TASK DETAILS: Would you retype every entry that follows without altering a word?

Dataset entries
============================================================
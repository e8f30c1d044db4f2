//! Connectivity and topology algorithms over raw mesh arrays.
//!
//! Every helper takes the flat vertex coordinates (`x, y, z` per vertex), the
//! flat connectivity (`vertices_per_cell` indices per cell) and, where the
//! result depends on it, the cell topology. Cells are visited in index order,
//! so outputs are reproducible run to run.

pub mod centroids;
pub mod connectivity;
pub mod sizes;
pub mod sub_entities;

pub use centroids::find_element_centroids;
pub use connectivity::{find_element_neighbors, find_elements_containing_vert};
pub use sizes::{
    find_2d_element_areas, find_edge_lengths, find_hex_volumes, find_tet_volumes, hex_volume,
    polygon_area, tet_volume,
};
pub use sub_entities::{SubEntityList, find_sub_entities, find_unshared_sub_entities};

use num_traits::Float;

use crate::geometry::MeshIndexType;
use crate::structure_error::StructureError;

/// Checks that `connectivity` holds whole cells referencing only existing vertices.
pub fn validate_connectivity(
    connectivity: &[MeshIndexType],
    vertices_per_cell: usize,
    num_vertices: usize,
) -> Result<usize, StructureError> {
    if vertices_per_cell == 0 || connectivity.len() % vertices_per_cell != 0 {
        return Err(StructureError::ShapeMismatch {
            expected: vertices_per_cell,
            found: connectivity.len(),
        });
    }
    for (i, &v) in connectivity.iter().enumerate() {
        if v as usize >= num_vertices {
            return Err(StructureError::VertexIndexOutOfRange {
                cell: i / vertices_per_cell,
                vertex: v,
                num_vertices,
            });
        }
    }
    Ok(connectivity.len() / vertices_per_cell)
}

pub(crate) fn lit<F: Float>(v: f64) -> F {
    F::from(v).unwrap_or_else(F::nan)
}

#[inline]
pub(crate) fn point<F: Float>(vertices: &[F], v: MeshIndexType) -> [F; 3] {
    let i = v as usize * 3;
    [vertices[i], vertices[i + 1], vertices[i + 2]]
}

#[inline]
pub(crate) fn sub<F: Float>(a: [F; 3], b: [F; 3]) -> [F; 3] {
    [a[0] - b[0], a[1] - b[1], a[2] - b[2]]
}

#[inline]
pub(crate) fn dot<F: Float>(a: [F; 3], b: [F; 3]) -> F {
    a[0] * b[0] + a[1] * b[1] + a[2] * b[2]
}

#[inline]
pub(crate) fn cross<F: Float>(a: [F; 3], b: [F; 3]) -> [F; 3] {
    [
        a[1] * b[2] - a[2] * b[1],
        a[2] * b[0] - a[0] * b[2],
        a[0] * b[1] - a[1] * b[0],
    ]
}

#[inline]
pub(crate) fn norm<F: Float>(a: [F; 3]) -> F {
    dot(a, a).sqrt()
}
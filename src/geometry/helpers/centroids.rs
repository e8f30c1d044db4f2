//! Element centroids.

use num_traits::Float;

use crate::algs::cancel::CancelToken;
use crate::geometry::MeshIndexType;
use crate::geometry::helpers::{lit, validate_connectivity};
use crate::structure_error::StructureError;

/// Mean of each cell's vertex coordinates, `3` values per cell.
///
/// Each spatial dimension is accumulated in its own pass over the cells.
pub fn find_element_centroids<F: Float>(
    vertices: &[F],
    connectivity: &[MeshIndexType],
    vertices_per_cell: usize,
    cancel: &CancelToken,
) -> Result<Vec<F>, StructureError> {
    let num_cells = validate_connectivity(connectivity, vertices_per_cell, vertices.len() / 3)?;
    let mut out = vec![F::zero(); num_cells * 3];
    let denom: F = lit(vertices_per_cell as f64);
    for dim in 0..3 {
        for cell in 0..num_cells {
            cancel.check()?;
            let verts = &connectivity[cell * vertices_per_cell..(cell + 1) * vertices_per_cell];
            let sum = verts
                .iter()
                .fold(F::zero(), |acc, &v| acc + vertices[v as usize * 3 + dim]);
            out[cell * 3 + dim] = sum / denom;
        }
    }
    Ok(out)
}

#[cfg(test)]
mod tests {
    use super::*;

    #[test]
    fn triangle_centroid() {
        let verts = [0.0f32, 0.0, 0.0, 3.0, 0.0, 0.0, 0.0, 3.0, 3.0];
        let c = find_element_centroids(&verts, &[0, 1, 2], 3, &CancelToken::new()).unwrap();
        assert_eq!(c, vec![1.0, 1.0, 1.0]);
    }

    #[test]
    fn point_cloud_centroids_are_the_points() {
        let verts = [1.0f64, 2.0, 3.0, -1.0, -2.0, -3.0];
        let c = find_element_centroids(&verts, &[0, 1], 1, &CancelToken::new()).unwrap();
        assert_eq!(c, verts.to_vec());
    }
}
============================================================
ANSWER BOX:
repository e8f30c1d044db4f2
//! Connectivity and topology algorithms over raw mesh arrays.
//!
//! Every helper takes the flat vertex coordinates (`x, y, z` per vertex), the
//! flat connectivity (`vertices_per_cell` indices per cell) and, where the
//! result depends on it, the cell topology. Cells are visited in index order,
//! so outputs are reproducible run to run.

pub mod centroids;
pub mod connectivity;
pub mod sizes;
pub mod sub_entities;

pub use centroids::find_element_centroids;
pub use connectivity::{find_element_neighbors, find_elements_containing_vert};
pub use sizes::{
    find_2d_element_areas, find_edge_lengths, find_hex_volumes, find_tet_volumes, hex_volume,
    polygon_area, tet_volume,
};
pub use sub_entities::{SubEntityList, find_sub_entities, find_unshared_sub_entities};

use num_traits::Float;

use crate::geometry::MeshIndexType;
use crate::structure_error::StructureError;

/// Checks that `connectivity` holds whole cells referencing only existing vertices.
pub fn validate_connectivity(
    connectivity: &[MeshIndexType],
    vertices_per_cell: usize,
    num_vertices: usize,
) -> Result<usize, StructureError> {
    if vertices_per_cell == 0 || connectivity.len() % vertices_per_cell != 0 {
        return Err(StructureError::ShapeMismatch {
            expected: vertices_per_cell,
            found: connectivity.len(),
        });
    }
    for (i, &v) in connectivity.iter().enumerate() {
        if v as usize >= num_vertices {
            return Err(StructureError::VertexIndexOutOfRange {
                cell: i / vertices_per_cell,
                vertex: v,
                num_vertices,
            });
        }
    }
    Ok(connectivity.len() / vertices_per_cell)
}

pub(crate) fn lit<F: Float>(v: f64) -> F {
    F::from(v).unwrap_or_else(F::nan)
}

#[inline]
pub(crate) fn point<F: Float>(vertices: &[F], v: MeshIndexType) -> [F; 3] {
    let i = v as usize * 3;
    [vertices[i], vertices[i + 1], vertices[i + 2]]
}

#[inline]
pub(crate) fn sub<F: Float>(a: [F; 3], b: [F; 3]) -> [F; 3] {
    [a[0] - b[0], a[1] - b[1], a[2] - b[2]]
}

#[inline]
pub(crate) fn dot<F: Float>(a: [F; 3], b: [F; 3]) -> F {
    a[0] * b[0] + a[1] * b[1] + a[2] * b[2]
}

#[inline]
pub(crate) fn cross<F: Float>(a: [F; 3], b: [F; 3]) -> [F; 3] {
    [
        a[1] * b[2] - a[2] * b[1],
        a[2] * b[0] - a[0] * b[2],
        a[0] * b[1] - a[1] * b[0],
    ]
}

#[inline]
pub(crate) fn norm<F: Float>(a: [F; 3]) -> F {
    dot(a, a).sqrt()
}
filename src/geometry/helpers/centroids.rs
repository e8f30c1d044db4f2
//! Element centroids.

use num_traits::Float;

use crate::algs::cancel::CancelToken;
use crate::geometry::MeshIndexType;
use crate::geometry::helpers::{lit, validate_connectivity};
use crate::structure_error::StructureError;

/// Mean of each cell's vertex coordinates, `3` values per cell.
///
/// Each spatial dimension is accumulated in its own pass over the cells.
pub fn find_element_centroids<F: Float>(
    vertices: &[F],
    connectivity: &[MeshIndexType],
    vertices_per_cell: usize,
    cancel: &CancelToken,
) -> Result<Vec<F>, StructureError> {
    let num_cells = validate_connectivity(connectivity, vertices_per_cell, vertices.len() / 3)?;
    let mut out = vec![F::zero(); num_cells * 3];
    let denom: F = lit(vertices_per_cell as f64);
    for dim in 0..3 {
        for cell in 0..num_cells {
            cancel.check()?;
            let verts = &connectivity[cell * vertices_per_cell..(cell + 1) * vertices_per_cell];
            let sum = verts
                .iter()
                .fold(F::zero(), |acc, &v| acc + vertices[v as usize * 3 + dim]);
            out[cell * 3 + dim] = sum / denom;
        }
    }
    Ok(out)
}

#[cfg(test)]
mod tests {
    use super::*;

    #[test]
    fn triangle_centroid() {
        let verts = [0.0f32, 0.0, 0.0, 3.0, 0.0, 0.0, 0.0, 3.0, 3.0];
        let c = find_element_centroids(&verts, &[0, 1, 2], 3, &CancelToken::new()).unwrap();
        assert_eq!(c, vec![1.0, 1.0, 1.0]);
    }

    #[test]
    fn point_cloud_centroids_are_the_points() {
        let verts = [1.0f64, 2.0, 3.0, -1.0, -2.0, -3.0];
        let c = find_element_centroids(&verts, &[0, 1], 1, &CancelToken::new()).unwrap();
        assert_eq!(c, verts.to_vec());
    }
}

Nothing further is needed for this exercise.